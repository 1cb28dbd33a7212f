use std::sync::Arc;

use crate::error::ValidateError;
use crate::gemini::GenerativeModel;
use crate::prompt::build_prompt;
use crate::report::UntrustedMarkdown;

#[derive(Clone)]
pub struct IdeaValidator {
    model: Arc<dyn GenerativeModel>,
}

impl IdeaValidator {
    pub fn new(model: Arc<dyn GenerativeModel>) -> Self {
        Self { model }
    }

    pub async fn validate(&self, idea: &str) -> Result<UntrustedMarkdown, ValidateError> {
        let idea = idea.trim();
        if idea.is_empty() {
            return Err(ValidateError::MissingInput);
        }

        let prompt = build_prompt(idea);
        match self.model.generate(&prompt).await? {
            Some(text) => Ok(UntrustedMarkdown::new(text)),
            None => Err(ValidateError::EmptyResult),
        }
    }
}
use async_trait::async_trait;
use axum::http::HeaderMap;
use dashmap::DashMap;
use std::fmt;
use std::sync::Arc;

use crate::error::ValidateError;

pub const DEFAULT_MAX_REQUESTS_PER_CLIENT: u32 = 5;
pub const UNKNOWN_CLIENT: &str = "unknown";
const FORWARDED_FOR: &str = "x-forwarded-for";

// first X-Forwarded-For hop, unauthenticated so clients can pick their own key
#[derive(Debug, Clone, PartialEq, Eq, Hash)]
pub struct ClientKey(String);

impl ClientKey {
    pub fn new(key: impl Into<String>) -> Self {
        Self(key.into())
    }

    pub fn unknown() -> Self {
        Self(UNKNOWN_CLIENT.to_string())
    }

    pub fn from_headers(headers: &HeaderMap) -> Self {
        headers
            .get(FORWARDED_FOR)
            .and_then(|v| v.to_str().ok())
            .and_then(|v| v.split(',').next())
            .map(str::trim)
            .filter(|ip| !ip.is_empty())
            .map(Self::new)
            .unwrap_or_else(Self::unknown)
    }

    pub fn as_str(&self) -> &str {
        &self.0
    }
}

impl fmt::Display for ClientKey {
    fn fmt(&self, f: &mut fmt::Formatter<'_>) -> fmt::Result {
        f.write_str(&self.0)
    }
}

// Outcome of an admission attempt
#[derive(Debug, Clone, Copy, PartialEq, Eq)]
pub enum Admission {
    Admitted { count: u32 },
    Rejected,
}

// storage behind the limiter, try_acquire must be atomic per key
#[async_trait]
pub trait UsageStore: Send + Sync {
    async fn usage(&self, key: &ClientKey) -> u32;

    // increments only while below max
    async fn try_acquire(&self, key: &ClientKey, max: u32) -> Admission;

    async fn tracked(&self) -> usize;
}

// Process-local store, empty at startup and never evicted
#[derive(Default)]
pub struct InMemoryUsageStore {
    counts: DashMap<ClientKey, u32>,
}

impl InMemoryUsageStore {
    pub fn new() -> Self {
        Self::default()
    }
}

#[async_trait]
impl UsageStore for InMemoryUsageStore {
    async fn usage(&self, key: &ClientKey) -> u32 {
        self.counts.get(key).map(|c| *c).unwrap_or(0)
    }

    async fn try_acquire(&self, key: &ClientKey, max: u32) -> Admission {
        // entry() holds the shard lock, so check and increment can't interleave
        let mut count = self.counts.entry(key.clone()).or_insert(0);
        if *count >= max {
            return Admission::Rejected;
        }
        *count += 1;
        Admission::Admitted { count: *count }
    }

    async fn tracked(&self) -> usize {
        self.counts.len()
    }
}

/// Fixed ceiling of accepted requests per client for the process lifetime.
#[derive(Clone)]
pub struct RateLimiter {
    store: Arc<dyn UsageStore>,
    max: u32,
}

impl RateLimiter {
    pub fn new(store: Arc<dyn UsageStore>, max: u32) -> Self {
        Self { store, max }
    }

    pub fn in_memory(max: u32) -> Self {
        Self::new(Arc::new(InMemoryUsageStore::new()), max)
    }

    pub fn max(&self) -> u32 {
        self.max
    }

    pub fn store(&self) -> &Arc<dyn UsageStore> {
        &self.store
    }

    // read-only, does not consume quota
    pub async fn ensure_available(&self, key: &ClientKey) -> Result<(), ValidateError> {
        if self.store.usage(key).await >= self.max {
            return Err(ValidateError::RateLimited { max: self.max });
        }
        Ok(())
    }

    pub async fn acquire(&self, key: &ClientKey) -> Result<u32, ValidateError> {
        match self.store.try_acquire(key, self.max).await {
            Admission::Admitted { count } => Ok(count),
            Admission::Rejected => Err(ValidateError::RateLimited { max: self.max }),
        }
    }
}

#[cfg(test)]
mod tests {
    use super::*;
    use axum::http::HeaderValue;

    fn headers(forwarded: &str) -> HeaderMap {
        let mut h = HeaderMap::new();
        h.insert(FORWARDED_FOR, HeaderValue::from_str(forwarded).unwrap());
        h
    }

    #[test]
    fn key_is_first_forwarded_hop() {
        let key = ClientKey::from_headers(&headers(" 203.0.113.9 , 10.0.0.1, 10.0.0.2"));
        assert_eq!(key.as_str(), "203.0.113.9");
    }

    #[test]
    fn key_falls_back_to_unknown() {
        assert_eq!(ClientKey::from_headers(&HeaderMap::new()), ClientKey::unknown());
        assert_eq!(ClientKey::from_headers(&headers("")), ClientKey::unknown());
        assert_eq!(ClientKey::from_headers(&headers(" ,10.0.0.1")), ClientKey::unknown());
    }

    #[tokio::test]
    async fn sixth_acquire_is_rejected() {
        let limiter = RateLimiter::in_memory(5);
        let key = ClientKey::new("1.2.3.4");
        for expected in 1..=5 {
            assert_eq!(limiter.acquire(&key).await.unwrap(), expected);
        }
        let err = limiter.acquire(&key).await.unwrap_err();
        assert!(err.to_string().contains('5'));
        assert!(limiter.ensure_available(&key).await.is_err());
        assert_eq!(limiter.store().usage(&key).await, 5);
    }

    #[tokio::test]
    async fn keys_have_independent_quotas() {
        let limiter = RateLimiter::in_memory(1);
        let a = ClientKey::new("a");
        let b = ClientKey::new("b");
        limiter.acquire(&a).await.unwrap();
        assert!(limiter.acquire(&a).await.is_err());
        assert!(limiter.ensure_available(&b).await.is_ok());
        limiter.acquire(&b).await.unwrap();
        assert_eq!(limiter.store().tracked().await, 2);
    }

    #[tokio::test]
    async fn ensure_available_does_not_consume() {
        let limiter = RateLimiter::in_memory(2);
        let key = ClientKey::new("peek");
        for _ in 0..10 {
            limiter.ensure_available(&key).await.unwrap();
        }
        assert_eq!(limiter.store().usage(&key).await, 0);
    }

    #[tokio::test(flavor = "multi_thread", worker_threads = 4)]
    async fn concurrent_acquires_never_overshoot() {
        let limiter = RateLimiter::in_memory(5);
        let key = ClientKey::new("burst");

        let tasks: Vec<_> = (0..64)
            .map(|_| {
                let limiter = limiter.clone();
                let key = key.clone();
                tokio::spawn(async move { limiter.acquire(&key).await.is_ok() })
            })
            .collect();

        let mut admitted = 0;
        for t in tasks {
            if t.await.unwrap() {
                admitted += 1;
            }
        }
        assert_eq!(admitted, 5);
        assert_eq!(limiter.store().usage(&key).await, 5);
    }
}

[The problem]
Report every line of the entries that carries the word "const".

[Answer]
pub const DEFAULT_MAX_REQUESTS_PER_CLIENT: u32 = 5;
pub const UNKNOWN_CLIENT: &str = "unknown";
const FORWARDED_FOR: &str = "x-forwarded-for";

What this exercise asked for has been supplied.